These are, I realize, no more than a handful of dry facts about someone who was, as it happens, well-loved by the people who knew him, and by the loose constituency of New Yorkers who live in my neighborhood and may not all know each other terribly well but count on one another's presence in the local streets and shops and restaurants to recognize a few city blocks as "home."

On December 28th, a deranged woman with a history of violence named Erika Menendez pushed Sunando in front of a train at the 40th St.-Lowery elevated station in Queens. She told police that she "hated Muslims."
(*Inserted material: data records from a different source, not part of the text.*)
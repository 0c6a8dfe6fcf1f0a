//! # imagicity-core: Pure Invoicing Logic for Imagicity
//!
//! This crate is the **heart** of Imagicity. It contains the GST engine,
//! invoice totals and the numbering policy as pure functions with zero I/O
//! dependencies.
//!
//! ## Architecture Position
//! ```text
//! ┌─────────────────────────────────────────────────────────────────────────┐
//! │                        Imagicity Architecture                           │
//! │                                                                         │
//! │  ┌─────────────────────────────────────────────────────────────────┐   │
//! │  │                    Browser UI                                   │   │
//! │  │    Client form ──► Invoice form ──► Totals panel ──► PDF       │   │
//! │  └─────────────────────────────┬───────────────────────────────────┘   │
//! │                                │ JSON (camelCase, decimal strings)      │
//! │  ┌─────────────────────────────▼───────────────────────────────────┐   │
//! │  │             ★ imagicity-core (THIS CRATE) ★                     │   │
//! │  │                                                                 │   │
//! │  │   ┌───────────┐  ┌───────────┐  ┌───────────┐  ┌───────────┐  │   │
//! │  │   │    gst    │  │  totals   │  │ numbering │  │   draft   │  │   │
//! │  │   │ split_gst │  │ recalc_   │  │ maybe_    │  │ Invoice-  │  │   │
//! │  │   │ summary   │  │ line      │  │ reset     │  │ Draft     │  │   │
//! │  │   └───────────┘  └───────────┘  └───────────┘  └───────────┘  │   │
//! │  │                                                                 │   │
//! │  │   NO I/O • NO DATABASE • NO LOGGING • PURE FUNCTIONS           │   │
//! │  └─────────────────────────────────────────────────────────────────┘   │
//! │                                │                                        │
//! │  ┌─────────────────────────────▼───────────────────────────────────┐   │
//! │  │                imagicity-db (Storage Adapter)                   │   │
//! │  │        SQLite repositories, atomic invoice issuance             │   │
//! │  └─────────────────────────────────────────────────────────────────┘   │
//! └─────────────────────────────────────────────────────────────────────────┘
//! ```
//!
//! ## Modules
//!
//! - [`types`] - Domain types (LineItem, Invoice, Client, NumberingConfig, ...)
//! - [`money`] - Decimal rupee amounts with half-up paise rounding
//! - [`gst`] - CGST/SGST/IGST split and interstate determination
//! - [`totals`] - Per-line recalculation and document totals
//! - [`numbering`] - Invoice number format, yearly reset, counter advance
//! - [`draft`] - Form-state adapter that recalculates on every edit
//! - [`summary`] - Outstanding receivables, overdue count, revenue per client
//! - [`error`] - Domain error types
//! - [`validation`] - Form-level input rules
//!
//! ## Design Principles
//!
//! 1. **Pure Functions**: same input = same output; the clock is injectable
//! 2. **No I/O**: database, network, file system access is FORBIDDEN here
//! 3. **Decimal Money**: no floats; rounding happens only in the GST split
//! 4. **Explicit Errors**: negative amounts are rejected, never clamped
//!
//! ## Example Usage
//!
//! ```rust
//! use imagicity_core::totals::{calculate_invoice_totals, recalc_line, TotalsAdjustments};
//! use imagicity_core::{DiscountType, LineItem, Money};
//! use rust_decimal::Decimal;
//!
//! let logo = LineItem::new("Logo design", Decimal::ONE, Money::from_rupees(12000))
//!     .with_discount(DiscountType::PercentOfLine, Decimal::TEN);
//! let logo = recalc_line(&logo, false).unwrap();
//! assert_eq!(logo.cgst, Money::from_rupees(972));
//!
//! let totals = calculate_invoice_totals(&[logo], TotalsAdjustments::default());
//! assert_eq!(totals.grand_total, Money::from_rupees(12744));
//! ```

// =============================================================================
// Module Declarations
// =============================================================================

pub mod draft;
pub mod error;
pub mod gst;
pub mod money;
pub mod numbering;
pub mod summary;
pub mod totals;
pub mod types;
pub mod validation;

// =============================================================================
// Re-exports for Convenience
// =============================================================================
// These allow users to do `use imagicity_core::Money` instead of
// `use imagicity_core::money::Money`

pub use draft::{InvoiceDraft, LineEdit};
pub use error::{CoreError, CoreResult, ValidationError};
pub use gst::{is_interstate, split_gst, GstSplit, GstSummary};
pub use money::Money;
pub use summary::{summarize_invoices, ClientRevenue, InvoiceSummary};
pub use totals::{calculate_invoice_totals, recalc_line, recalc_lines, InvoiceTotals, TotalsAdjustments};
pub use types::*;

// =============================================================================
// Crate-Level Constants
// =============================================================================

/// GST percentage applied to new lines.
pub const DEFAULT_GST_RATE: u32 = 18;

/// Prefix of the default numbering config.
pub const DEFAULT_INVOICE_PREFIX: &str = "IMAGI";

/// Minimum digits of the counter part of an invoice number.
pub const NUMBER_PAD_WIDTH: usize = 4;

/// Days between invoice date and due date for new and converted invoices.
pub const DEFAULT_PAYMENT_TERMS_DAYS: i64 = 7;

/// Currency of every document.
///
/// ## Why a constant?
/// The tool only issues rupee invoices; the `currency` column exists so
/// exports stay self-describing.
pub const DEFAULT_CURRENCY: &str = "INR";
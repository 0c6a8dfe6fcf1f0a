//! # Settings Repository
//!
//! Organization-wide settings stored as key/value JSON rows.
//!
//! ## Keys
//! ```text
//! ┌──────────────┬────────────────────────────┬──────────────────────────┐
//! │ key          │ value                      │ when absent              │
//! ├──────────────┼────────────────────────────┼──────────────────────────┤
//! │ numbering    │ NumberingConfig            │ {IMAGI, 1, yearly}       │
//! │ organization │ OrganizationSettings       │ None                     │
//! │ tax          │ TaxConfig                  │ {9, 9, 18, false}        │
//! └──────────────┴────────────────────────────┴──────────────────────────┘
//! ```
//!
//! The numbering row is also read and written by
//! [`InvoiceRepository::create`](crate::InvoiceRepository::create) on the
//! connection that holds the issuance transaction, which also reads the
//! organization's default place of supply.

use chrono::Utc;
use imagicity_core::validation::validate_numbering;
use imagicity_core::{CoreError, NumberingConfig, OrganizationSettings, TaxConfig};
use serde::de::DeserializeOwned;
use serde::Serialize;
use sqlx::{SqliteConnection, SqlitePool};
use tracing::debug;

use crate::error::{DbError, DbResult};

pub(crate) const NUMBERING_KEY: &str = "numbering";
const ORGANIZATION_KEY: &str = "organization";
const TAX_KEY: &str = "tax";

/// Repository for settings rows.
#[derive(Debug, Clone)]
pub struct SettingsRepository {
    pool: SqlitePool,
}

impl SettingsRepository {
    /// Creates a new SettingsRepository.
    pub fn new(pool: SqlitePool) -> Self {
        SettingsRepository { pool }
    }

    /// Current numbering config, or the default when never saved.
    pub async fn get_numbering(&self) -> DbResult<NumberingConfig> {
        let mut conn = self.pool.acquire().await?;
        read_numbering(&mut conn).await
    }

    /// Replaces the numbering config after validating it.
    pub async fn update_numbering(&self, config: &NumberingConfig) -> DbResult<NumberingConfig> {
        validate_numbering(config).map_err(CoreError::from)?;

        let mut conn = self.pool.acquire().await?;
        write_numbering(&mut conn, config).await?;
        Ok(config.clone())
    }

    /// Organization profile, if one was saved.
    pub async fn get_organization(&self) -> DbResult<Option<OrganizationSettings>> {
        let mut conn = self.pool.acquire().await?;
        read_organization(&mut conn).await
    }

    pub async fn update_organization(
        &self,
        organization: &OrganizationSettings,
    ) -> DbResult<OrganizationSettings> {
        let mut conn = self.pool.acquire().await?;
        put_value(&mut conn, ORGANIZATION_KEY, organization).await?;
        Ok(organization.clone())
    }

    /// Tax defaults, or 9/9/18 exclusive when never saved.
    pub async fn get_tax(&self) -> DbResult<TaxConfig> {
        let mut conn = self.pool.acquire().await?;
        Ok(get_value(&mut conn, TAX_KEY).await?.unwrap_or_default())
    }

    pub async fn update_tax(&self, tax: &TaxConfig) -> DbResult<TaxConfig> {
        let mut conn = self.pool.acquire().await?;
        put_value(&mut conn, TAX_KEY, tax).await?;
        Ok(tax.clone())
    }
}

// =============================================================================
// Connection-level helpers
// =============================================================================

pub(crate) async fn read_numbering(conn: &mut SqliteConnection) -> DbResult<NumberingConfig> {
    Ok(get_value(conn, NUMBERING_KEY).await?.unwrap_or_default())
}

pub(crate) async fn write_numbering(
    conn: &mut SqliteConnection,
    config: &NumberingConfig,
) -> DbResult<()> {
    put_value(conn, NUMBERING_KEY, config).await
}

pub(crate) async fn read_organization(
    conn: &mut SqliteConnection,
) -> DbResult<Option<OrganizationSettings>> {
    get_value(conn, ORGANIZATION_KEY).await
}

async fn get_value<T: DeserializeOwned>(
    conn: &mut SqliteConnection,
    key: &str,
) -> DbResult<Option<T>> {
    let raw: Option<String> = sqlx::query_scalar("SELECT value FROM settings WHERE key = ?1")
        .bind(key)
        .fetch_optional(&mut *conn)
        .await?;

    raw.map(|value| serde_json::from_str(&value))
        .transpose()
        .map_err(|e| DbError::invalid_data(format!("settings.{}", key), e))
}

async fn put_value<T: Serialize>(conn: &mut SqliteConnection, key: &str, value: &T) -> DbResult<()> {
    debug!(key = %key, "Writing setting");

    let json = serde_json::to_string(value)?;
    sqlx::query(
        r#"
        INSERT INTO settings (key, value, updated_at)
        VALUES (?1, ?2, ?3)
        ON CONFLICT(key) DO UPDATE SET
            value = excluded.value,
            updated_at = excluded.updated_at
        "#,
    )
    .bind(key)
    .bind(json)
    .bind(Utc::now())
    .execute(&mut *conn)
    .await?;

    Ok(())
}

// =============================================================================
// Unit Tests
// =============================================================================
It hardly matters that Sunando was Hindu, since Menendez also said that she hates Hindus and Egyptians, in that order. It does matter that the 40th St.-Lowery station is one of many New York subway stations where the American Freedom Defense Initiative, a hate group started by a radical Zionist named Pamela Geller, was allowed several months ago to place ads implicitly equating Islam with "savagery," thanks to a federal judge who overruled the good sense of the Transit Authority. The ads continue to pollute the subway system. I know the debate about these particular ads is old news. I don't propose revisiting it, but rather am urging increased, aggressive vandalism of Geller's posters. If messages as gratuitously hostile as Geller's are legal to post in a public space that thousands of people use every day to get to work, it should also be legal to deface them, and if it isn't, so what.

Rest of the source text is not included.